BRIEF:
Each line below needs to be repeated precisely as it is.

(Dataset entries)
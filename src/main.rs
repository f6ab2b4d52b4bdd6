use anyhow::{anyhow, Context, Result};
use clap::Parser;
use dialoguer::{FuzzySelect, Input};
use std::path::PathBuf;
use termreel::source::parse_timestamp;
use termreel::{
    clean_input_path, load_config, parse_width, AsciiPlayer, CancelToken, GlyphRamp, PlayError, StopReason,
};
use walkdir::WalkDir;

const VIDEO_EXTENSIONS: &[&str] = &["mp4", "mkv", "mov", "avi", "webm", "m4v", "gif"];

#[derive(Parser, Debug)]
#[command(version, about = "Play a video as ASCII art in the terminal.")]
struct Args {
    /// Video file to play
    input: Option<PathBuf>,

    /// Output width in characters (default 80)
    #[arg(long, short)]
    width: Option<String>,

    /// Frames per second, overriding the rate reported by the video
    #[arg(long)]
    fps: Option<f64>,

    /// Glyphs from darkest to lightest (e.g. " .:-=+*#%@")
    #[arg(long)]
    ramp: Option<String>,

    /// Start time (e.g., 00:01:23.456 or 83.456)
    #[arg(long)]
    start: Option<String>,

    /// Config file (defaults to termreel.json in the data dir or current dir)
    #[arg(long)]
    config: Option<PathBuf>,

    /// Never prompt; fail if the input is missing
    #[arg(long, default_value_t = false)]
    no_prompt: bool,

    /// Log level: error, warn, info, debug, trace
    #[arg(long, default_value = "warn")]
    log_level: String,
}

fn main() -> Result<()> {
    let mut args = Args::parse();
    let is_interactive = !args.no_prompt;

    // stderr, so log lines stay out of the frames
    env_logger::Builder::new()
        .filter_level(args.log_level.parse().unwrap_or(log::LevelFilter::Warn))
        .init();

    let cfg = load_config(args.config.as_deref())?;
    let player = AsciiPlayer::with_config(cfg)?;
    let mut options = player.options();

    // --- Interactive Prompts ---
    if args.input.is_none() {
        if !is_interactive {
            return Err(anyhow!("Input file must be provided when using --no-prompt."));
        }
        println!("--- Terminal ASCII Video Player ---");
        args.input = Some(prompt_for_input()?);
    }
    let input_path = args.input.take().ok_or_else(|| anyhow!("no input file"))?;

    if !input_path.exists() {
        println!("Error: The file '{}' does not exist.", input_path.display());
        return Ok(());
    }

    let default_width = player.config().default_width;
    let width = match args.width.as_deref() {
        Some(w) => parse_width(w, default_width),
        None if is_interactive => {
            let answer: String = Input::new()
                .with_prompt("Enter preferred terminal width")
                .default(default_width.to_string())
                .interact()?;
            parse_width(&answer, default_width)
        }
        None => default_width,
    };
    options = options.with_width(width).with_fps(args.fps);

    if let Some(ramp) = &args.ramp {
        options = options.with_ramp(GlyphRamp::new(ramp)?);
    }
    if let Some(start) = args.start.as_deref().filter(|s| !s.trim().is_empty()) {
        let secs = parse_timestamp(start).ok_or_else(|| anyhow!("invalid start time '{}'", start))?;
        options = options.with_start_secs(Some(secs));
    }

    let cancel = CancelToken::new();
    cancel.install_ctrlc_handler().context("installing Ctrl+C handler")?;

    // --- Execution ---
    match player.play(&input_path, &options, &cancel) {
        Ok(report) => {
            if report.stop == StopReason::UserCancelled {
                println!("Playback stopped by user.");
            }
            log::info!(
                "{} frames in {:.1}s, {} over budget",
                report.frames,
                report.elapsed.as_secs_f64(),
                report.late_frames
            );
            println!("Video resources released.");
            Ok(())
        }
        Err(PlayError::InvalidPath { path }) => {
            println!("Error: The file '{}' does not exist.", path.display());
            Ok(())
        }
        Err(e) if e.before_open() => Err(e.into()),
        Err(e) => {
            println!("Video resources released.");
            Err(anyhow::Error::new(e).context("playback failed"))
        }
    }
}

fn prompt_for_input() -> Result<PathBuf> {
    const TYPE_PATH: &str = "Type a path...";

    let files = find_video_files();
    if !files.is_empty() {
        let mut items = vec![TYPE_PATH.to_string()];
        items.extend(files);
        let selection = FuzzySelect::with_theme(&dialoguer::theme::ColorfulTheme::default())
            .with_prompt("Choose a video")
            .default(0)
            .items(&items)
            .interact()?;
        if selection > 0 {
            return Ok(PathBuf::from(&items[selection]));
        }
    }

    let typed: String = Input::new()
        .with_prompt("Enter the path to the video file")
        .interact()?;
    Ok(PathBuf::from(clean_input_path(&typed)))
}

fn find_video_files() -> Vec<String> {
    let mut files: Vec<String> = WalkDir::new(".")
        .max_depth(1)
        .into_iter()
        .filter_map(|e| e.ok())
        .filter(|e| {
            e.path().is_file()
                && e.path()
                    .extension()
                    .and_then(|ext| ext.to_str())
                    .is_some_and(|ext| VIDEO_EXTENSIONS.contains(&ext.to_ascii_lowercase().as_str()))
        })
        .filter_map(|e| e.path().to_str().map(str::to_string))
        .collect();
    files.sort();
    files
}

SOLUTION FOR THIS TASK:
filename src/main.rs
repository f6ab2b4d52b4bdd6
use anyhow::{anyhow, Context, Result};
use clap::Parser;
use dialoguer::{FuzzySelect, Input};
use std::path::PathBuf;
use termreel::source::parse_timestamp;
use termreel::{
    clean_input_path, load_config, parse_width, AsciiPlayer, CancelToken, GlyphRamp, PlayError, StopReason,
};
use walkdir::WalkDir;

const VIDEO_EXTENSIONS: &[&str] = &["mp4", "mkv", "mov", "avi", "webm", "m4v", "gif"];

#[derive(Parser, Debug)]
#[command(version, about = "Play a video as ASCII art in the terminal.")]
struct Args {
    /// Video file to play
    input: Option<PathBuf>,

    /// Output width in characters (default 80)
    #[arg(long, short)]
    width: Option<String>,

    /// Frames per second, overriding the rate reported by the video
    #[arg(long)]
    fps: Option<f64>,

    /// Glyphs from darkest to lightest (e.g. " .:-=+*#%@")
    #[arg(long)]
    ramp: Option<String>,

    /// Start time (e.g., 00:01:23.456 or 83.456)
    #[arg(long)]
    start: Option<String>,

    /// Config file (defaults to termreel.json in the data dir or current dir)
    #[arg(long)]
    config: Option<PathBuf>,

    /// Never prompt; fail if the input is missing
    #[arg(long, default_value_t = false)]
    no_prompt: bool,

    /// Log level: error, warn, info, debug, trace
    #[arg(long, default_value = "warn")]
    log_level: String,
}

fn main() -> Result<()> {
    let mut args = Args::parse();
    let is_interactive = !args.no_prompt;

    // stderr, so log lines stay out of the frames
    env_logger::Builder::new()
        .filter_level(args.log_level.parse().unwrap_or(log::LevelFilter::Warn))
        .init();

    let cfg = load_config(args.config.as_deref())?;
    let player = AsciiPlayer::with_config(cfg)?;
    let mut options = player.options();

    // --- Interactive Prompts ---
    if args.input.is_none() {
        if !is_interactive {
            return Err(anyhow!("Input file must be provided when using --no-prompt."));
        }
        println!("--- Terminal ASCII Video Player ---");
        args.input = Some(prompt_for_input()?);
    }
    let input_path = args.input.take().ok_or_else(|| anyhow!("no input file"))?;

    if !input_path.exists() {
        println!("Error: The file '{}' does not exist.", input_path.display());
        return Ok(());
    }

    let default_width = player.config().default_width;
    let width = match args.width.as_deref() {
        Some(w) => parse_width(w, default_width),
        None if is_interactive => {
            let answer: String = Input::new()
                .with_prompt("Enter preferred terminal width")
                .default(default_width.to_string())
                .interact()?;
            parse_width(&answer, default_width)
        }
        None => default_width,
    };
    options = options.with_width(width).with_fps(args.fps);

    if let Some(ramp) = &args.ramp {
        options = options.with_ramp(GlyphRamp::new(ramp)?);
    }
    if let Some(start) = args.start.as_deref().filter(|s| !s.trim().is_empty()) {
        let secs = parse_timestamp(start).ok_or_else(|| anyhow!("invalid start time '{}'", start))?;
        options = options.with_start_secs(Some(secs));
    }

    let cancel = CancelToken::new();
    cancel.install_ctrlc_handler().context("installing Ctrl+C handler")?;

    // --- Execution ---
    match player.play(&input_path, &options, &cancel) {
        Ok(report) => {
            if report.stop == StopReason::UserCancelled {
                println!("Playback stopped by user.");
            }
            log::info!(
                "{} frames in {:.1}s, {} over budget",
                report.frames,
                report.elapsed.as_secs_f64(),
                report.late_frames
            );
            println!("Video resources released.");
            Ok(())
        }
        Err(PlayError::InvalidPath { path }) => {
            println!("Error: The file '{}' does not exist.", path.display());
            Ok(())
        }
        Err(e) if e.before_open() => Err(e.into()),
        Err(e) => {
            println!("Video resources released.");
            Err(anyhow::Error::new(e).context("playback failed"))
        }
    }
}

fn prompt_for_input() -> Result<PathBuf> {
    const TYPE_PATH: &str = "Type a path...";

    let files = find_video_files();
    if !files.is_empty() {
        let mut items = vec![TYPE_PATH.to_string()];
        items.extend(files);
        let selection = FuzzySelect::with_theme(&dialoguer::theme::ColorfulTheme::default())
            .with_prompt("Choose a video")
            .default(0)
            .items(&items)
            .interact()?;
        if selection > 0 {
            return Ok(PathBuf::from(&items[selection]));
        }
    }

    let typed: String = Input::new()
        .with_prompt("Enter the path to the video file")
        .interact()?;
    Ok(PathBuf::from(clean_input_path(&typed)))
}

fn find_video_files() -> Vec<String> {
    let mut files: Vec<String> = WalkDir::new(".")
        .max_depth(1)
        .into_iter()
        .filter_map(|e| e.ok())
        .filter(|e| {
            e.path().is_file()
                && e.path()
                    .extension()
                    .and_then(|ext| ext.to_str())
                    .is_some_and(|ext| VIDEO_EXTENSIONS.contains(&ext.to_ascii_lowercase().as_str()))
        })
        .filter_map(|e| e.path().to_str().map(str::to_string))
        .collect();
    files.sort();
    files
}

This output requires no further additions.